Lumion 11 comes with simple, practical tools to add mood and feeling to your design, from a bright sunny day to a dark and foreboding rainstorm.
In order to evoke feelings and heighten intrigue, mood is crucial when describing your architectural design. It not only establishes a certain time and location for your project, but it may also strengthen the mood your design creates by illuminating the relationship between its form and purpose.
Even if the design of your facility doesn’t change, a tiny alteration in the environment might have a big impact on how your audience feels about your project. You could even say that it has the power to alter the structure of the building in unanticipated, unforeseen ways.
Maybe it’s the time of day or the illumination. Sometimes it’s the cheery bright skies or the sinister fog blanketing the horizon. This blog post will discuss several, simple-to-assemble combinations of picture and video effects in Lumion that can be used to portray particular weather conditions.
Setting the mood for the GFF House:
In a prime location where the convenience of the city meets the pure air of the countryside, a newly constructed, flat-topped residential home with elaborate wood panelling can be seen at the outskirts of the community. The “GFF House,” an architectural creation by Lumion user Gui Felix uploaded on the Lumion Community, is placed in this environment.
The GFF House was modelled in SketchUp and has a straightforward design to allow for expansive views of the sky and a more natural-looking background with trees, plants, rocks, and more.
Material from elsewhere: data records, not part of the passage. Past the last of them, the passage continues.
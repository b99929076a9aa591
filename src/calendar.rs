use jiff::{Timestamp, civil::Date};

use crate::models::CalendarEvent;

const PRODID: &str = "-//kinofeed//perm-cinema//EN";

/// Render events as an RFC 5545 calendar. Deterministic: the same
/// inputs always produce identical bytes, so feed pollers see no
/// spurious diffs.
pub fn render(name: &str, description: &str, events: &[CalendarEvent]) -> String {
    let mut out = String::new();

    push_line(&mut out, "BEGIN:VCALENDAR");
    push_line(&mut out, "VERSION:2.0");
    push_line(&mut out, &format!("PRODID:{PRODID}"));
    push_line(&mut out, "CALSCALE:GREGORIAN");
    push_line(&mut out, "METHOD:PUBLISH");
    push_line(&mut out, &format!("X-WR-CALNAME:{}", escape_text(name)));
    push_line(&mut out, &format!("X-WR-CALDESC:{}", escape_text(description)));

    for event in events {
        push_line(&mut out, "BEGIN:VEVENT");
        push_line(&mut out, &format!("UID:{}-{}@kinofeed", event.slug, event.date));
        push_line(&mut out, &format!("DTSTAMP:{}", format_utc(event.published_at)));
        push_line(&mut out, &format!("DTSTART;VALUE=DATE:{}", format_date(event.date)));
        push_line(&mut out, &format!("DTEND;VALUE=DATE:{}", format_date(event.date)));
        push_line(&mut out, &format!("SUMMARY:{}", escape_text(&event.summary)));
        push_line(&mut out, &format!("DESCRIPTION:{}", escape_text(&event.description)));
        if let Some(url) = &event.url {
            push_line(&mut out, &format!("URL:{}", escape_text(url)));
        }
        push_line(&mut out, "CATEGORIES:foreign-film,cinema");
        push_line(&mut out, "END:VEVENT");
    }

    push_line(&mut out, "END:VCALENDAR");
    out
}

fn format_date(date: Date) -> String {
    format!("{:04}{:02}{:02}", date.year(), date.month(), date.day())
}

fn format_utc(unix_seconds: i64) -> String {
    let ts = Timestamp::from_second(unix_seconds).unwrap_or(Timestamp::UNIX_EPOCH);
    ts.strftime("%Y%m%dT%H%M%SZ").to_string()
}

fn escape_text(text: &str) -> String {
    let mut out = String::with_capacity(text.len());
    for c in text.chars() {
        match c {
            '\\' => out.push_str("\\\\"),
            ';' => out.push_str("\\;"),
            ',' => out.push_str("\\,"),
            '\n' => out.push_str("\\n"),
            '\r' => {},
            _ => out.push(c),
        }
    }
    out
}

/// Content lines are folded at 75 octets with a CRLF + space
/// continuation, splitting only on UTF-8 boundaries.
fn push_line(out: &mut String, line: &str) {
    const LIMIT: usize = 75;

    let mut remaining = line;
    let mut first = true;
    while !remaining.is_empty() {
        let budget = if first { LIMIT } else { LIMIT - 1 };
        let take = floor_char_boundary(remaining, budget.min(remaining.len()));
        if !first {
            out.push(' ');
        }
        out.push_str(&remaining[..take]);
        out.push_str("\r\n");
        remaining = &remaining[take..];
        first = false;
    }
    if first {
        out.push_str("\r\n");
    }
}

fn floor_char_boundary(s: &str, mut index: usize) -> usize {
    if index >= s.len() {
        return s.len();
    }
    while index > 0 && !s.is_char_boundary(index) {
        index -= 1;
    }
    index.max(1)
}
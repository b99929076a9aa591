use jiff::civil::Date;
use sea_orm::{ColumnTrait, DatabaseConnection, EntityTrait, PaginatorTrait, QueryFilter, Set};
use tracing::warn;

use crate::{entities::session, error::AppResult, store::now_sec};

/// Next known screening date per film, kept apart from the film record
/// so a moved date does not churn the metadata row. "No upcoming
/// screening" is stored as row absence, never as a placeholder.
#[derive(Clone)]
pub struct SessionStore {
    db: DatabaseConnection,
}

impl SessionStore {
    pub fn new(db: DatabaseConnection) -> Self {
        Self { db }
    }

    /// `Some(date)` inserts or replaces the row; `None` deletes it, so
    /// a vanished screening never lingers as stale data.
    pub async fn upsert(&self, slug: &str, next_date: Option<Date>) -> AppResult<()> {
        match next_date {
            Some(date) => {
                let model = session::ActiveModel {
                    slug: Set(slug.to_string()),
                    next_date: Set(date.to_string()),
                    updated_at: Set(now_sec()),
                };
                session::Entity::insert(model)
                    .on_conflict(
                        sea_orm::sea_query::OnConflict::column(session::Column::Slug)
                            .update_columns([
                                session::Column::NextDate,
                                session::Column::UpdatedAt,
                            ])
                            .to_owned(),
                    )
                    .exec(&self.db)
                    .await?;
            },
            None => {
                session::Entity::delete_many()
                    .filter(session::Column::Slug.eq(slug))
                    .exec(&self.db)
                    .await?;
            },
        }
        Ok(())
    }

    pub async fn get(&self, slug: &str) -> AppResult<Option<Date>> {
        let row = session::Entity::find_by_id(slug.to_string()).one(&self.db).await?;
        Ok(row.and_then(|r| match r.next_date.parse() {
            Ok(date) => Some(date),
            // Malformed date is the same as no upcoming screening, but
            // it points at a storage bug worth hearing about.
            Err(err) => {
                warn!(slug = %r.slug, raw = %r.next_date, error = %err, "unparseable stored session date, treating as none");
                None
            },
        }))
    }

    pub async fn count_upcoming(&self, today: Date) -> AppResult<u64> {
        Ok(session::Entity::find()
            .filter(session::Column::NextDate.gte(today.to_string()))
            .count(&self.db)
            .await?)
    }
}
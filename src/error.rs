use axum::{
    http::StatusCode,
    response::{IntoResponse, Response},
};

#[derive(Debug, thiserror::Error)]
pub enum AppError {
    /// Network, HTTP status or parse failure from the listings site.
    /// Non-fatal: the pipeline logs it and keeps the stored state.
    #[error("fetch failed: {0}")]
    Fetch(#[from] reqwest::Error),

    #[error("fetch failed: {0}")]
    Scrape(String),

    /// The persistent store cannot be opened or written. Fatal for the
    /// whole run.
    #[error("storage unavailable: {0}")]
    Storage(#[from] sea_orm::DbErr),
}

impl AppError {
    pub fn scrape(msg: impl Into<String>) -> Self {
        Self::Scrape(msg.into())
    }

    /// Per-slug failures the pipeline degrades on instead of aborting.
    pub fn is_fetch_failure(&self) -> bool {
        matches!(self, Self::Fetch(_) | Self::Scrape(_))
    }
}

impl IntoResponse for AppError {
    fn into_response(self) -> Response {
        tracing::error!(error = %self, "request failed");
        (StatusCode::INTERNAL_SERVER_ERROR, self.to_string()).into_response()
    }
}

pub type AppResult<T> = Result<T, AppError>;
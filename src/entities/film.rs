use sea_orm::entity::prelude::*;

#[derive(Clone, Debug, PartialEq, DeriveEntityModel)]
#[sea_orm(table_name = "film")]
pub struct Model {
    #[sea_orm(primary_key, auto_increment = false)]
    pub slug: String,
    pub title: String,
    pub country: Option<String>,
    pub rating: Option<String>,
    pub description: Option<String>,
    pub poster_url: Option<String>,
    pub age_limit: Option<String>,
    pub source_url: Option<String>,
    pub imdb_rating: Option<f64>,
    pub release_year: Option<i32>,
    pub trailer_url: Option<String>,
    pub last_seen: i64,
    pub created_at: i64,
}

#[derive(Copy, Clone, Debug, EnumIter, DeriveRelation)]
pub enum Relation {}

impl ActiveModelBehavior for ActiveModel {}
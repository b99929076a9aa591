use std::{num::NonZeroU32, sync::Arc};

use governor::{
    Quota, RateLimiter,
    clock::DefaultClock,
    state::{InMemoryState, NotKeyed},
};
use serde::Deserialize;

use crate::{error::AppResult, models::Enrichment, pipeline::Enricher};

/// OMDb lookup for external-rating scores, release year and a poster
/// fallback. Best-effort: the pipeline treats its failures like any
/// other fetch failure.
pub struct OmdbClient {
    http: reqwest::Client,
    api_key: String,
    base_url: String,
    limiter: Arc<RateLimiter<NotKeyed, InMemoryState, DefaultClock>>,
}

impl OmdbClient {
    pub fn new(http: reqwest::Client, api_key: String, rps: u32) -> Self {
        let limiter =
            Arc::new(RateLimiter::direct(Quota::per_second(NonZeroU32::new(rps.max(1)).unwrap())));
        Self { http, api_key, base_url: "https://www.omdbapi.com".to_string(), limiter }
    }
}

impl Enricher for OmdbClient {
    async fn enrich(&self, title: &str) -> AppResult<Enrichment> {
        self.limiter.until_ready().await;

        let resp: OmdbResponse = self
            .http
            .get(&self.base_url)
            .query(&[("apikey", self.api_key.as_str()), ("t", title)])
            .send()
            .await?
            .error_for_status()?
            .json()
            .await?;

        if resp.response != "True" {
            return Ok(Enrichment::default());
        }

        Ok(Enrichment {
            imdb_rating: resp.imdb_rating.as_deref().and_then(parse_rating),
            release_year: resp.year.as_deref().and_then(parse_year),
            trailer_url: None,
            poster_url: resp.poster.filter(|p| p != "N/A"),
        })
    }
}

// OMDb uses "N/A" instead of omitting fields.
fn parse_rating(raw: &str) -> Option<f64> {
    raw.parse().ok()
}

// "2024" or a range like "2024–2025"; the first year is the release.
fn parse_year(raw: &str) -> Option<i32> {
    let digits: String = raw.chars().take_while(|c| c.is_ascii_digit()).collect();
    (digits.len() == 4).then(|| digits.parse().ok()).flatten()
}

#[derive(Debug, Deserialize)]
struct OmdbResponse {
    #[serde(rename = "Response")]
    response: String,
    #[serde(rename = "Year")]
    year: Option<String>,
    #[serde(rename = "imdbRating")]
    imdb_rating: Option<String>,
    #[serde(rename = "Poster")]
    poster: Option<String>,
}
SketchUp residential home design:
When we were happy with the model, we imported it into best Lumion 12 laptop with the help of the real-time rendering plugin Lumion LiveSync for SketchUp and started creating the context.
We included fine-detail trees from the fine-detail nature category, such as Canadian Poplar Trees, Maidenhair Trees, and European Olive Trees, in Lumion 11’s Build Mode. With the aid of the Materials library, where you can find 1,250 materials that you can edit with displacement, weathering, colour, foliage, and more, we also brought the grass, wood, glass, and stone materials to life.
Making a liberating summer day
The first feeling we hoped this structure would evoke was one of openness, similar to a summer day when there are countless options. Practically speaking, this meant having a bright, vivacious atmosphere that pervaded the plants, grasses, and birds as well as a clear, blue sky.
Sunny Day Residential Home Rendering
We used the Realistic Style to create our baseline effects stack (in fact, each render in this blog features a variation of the Realistic Style). This required raising the Exposure and Sharpen effects as well as employing the Color Correction effect to saturate the blues and greens. Bright, clear colours were also essential to this notion.
Creating a comfortable thunderstorm
In general, renders are really uplifting. They draw attention to the best features of a building’s architecture and arouse ideas of possibility in customers and the general public. of what might be So why would you use a dark, foreboding thunderstorm to display your design?
Creating a comfortable thunderstorm.
Thunderstorms are excellent for conveying your building’s interior’s potential for comfort and cosiness in addition to their engaging look. To achieve this properly, though, you must reduce the environmental lighting while making sure your interior lighting maintains its cosy, inviting glow.
Pro tip:
To make the storm appear more realistic, utilise the Precipitation effect and Lumion 12’s rain streaks effect on your glass surfaces.
Rendering a crisp, refreshing morning:
In terms of architecture, a home is much more than just a place to sleep at night; it serves as the starting point for your day and your life, having an impact on your health and productivity when you enter the outside world. This is why you would wish to render your design on a clear, cool morning with gentle environmental illumination and a smooth, unobtrusive colour scheme.
In terms of architecture, a home is much more than just a place to sleep at night; it serves as the starting point for your day and your life, having an impact on your health and productivity when you enter the outside world. This is why you would wish to render your design on a clear, cool morning with gentle environmental illumination and a smooth, unobtrusive colour scheme.
However, the Color Correction effect along with Chromatic Aberrations, a reduced sun shadow range (in the Shadow effect), and a morning Real Sky played a significant role in the coloration of the sky and the overall mood. These adjustments helped balance the colour and create consistency throughout the image.